(PROBLEM DETAILS) Output the records in full, exactly as given.
::::
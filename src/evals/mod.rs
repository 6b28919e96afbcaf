//! Evaluation of the docs agent.
//!
//! A dataset of PydanticAI questions is run through an assistant and each
//! answer is scored by confidence, keyword coverage and an LLM judge.

mod dataset;
mod evaluators;
mod report;

pub use dataset::{Case, CaseMetadata, Dataset};
pub use evaluators::{
    confidence_score, keyword_score, EvaluationResult, Evaluator, Grader, JudgeVerdict,
    ModelGrader,
};
pub use report::{CaseReport, PrintOptions, Report};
::::
(FINISHED TASK)
filename src/evals/mod.rs
repository 6b28919e96afbcaf
//! Evaluation of the docs agent.
//!
//! A dataset of PydanticAI questions is run through an assistant and each
//! answer is scored by confidence, keyword coverage and an LLM judge.

mod dataset;
mod evaluators;
mod report;

pub use dataset::{Case, CaseMetadata, Dataset};
pub use evaluators::{
    confidence_score, keyword_score, EvaluationResult, Evaluator, Grader, JudgeVerdict,
    ModelGrader,
};
pub use report::{CaseReport, PrintOptions, Report};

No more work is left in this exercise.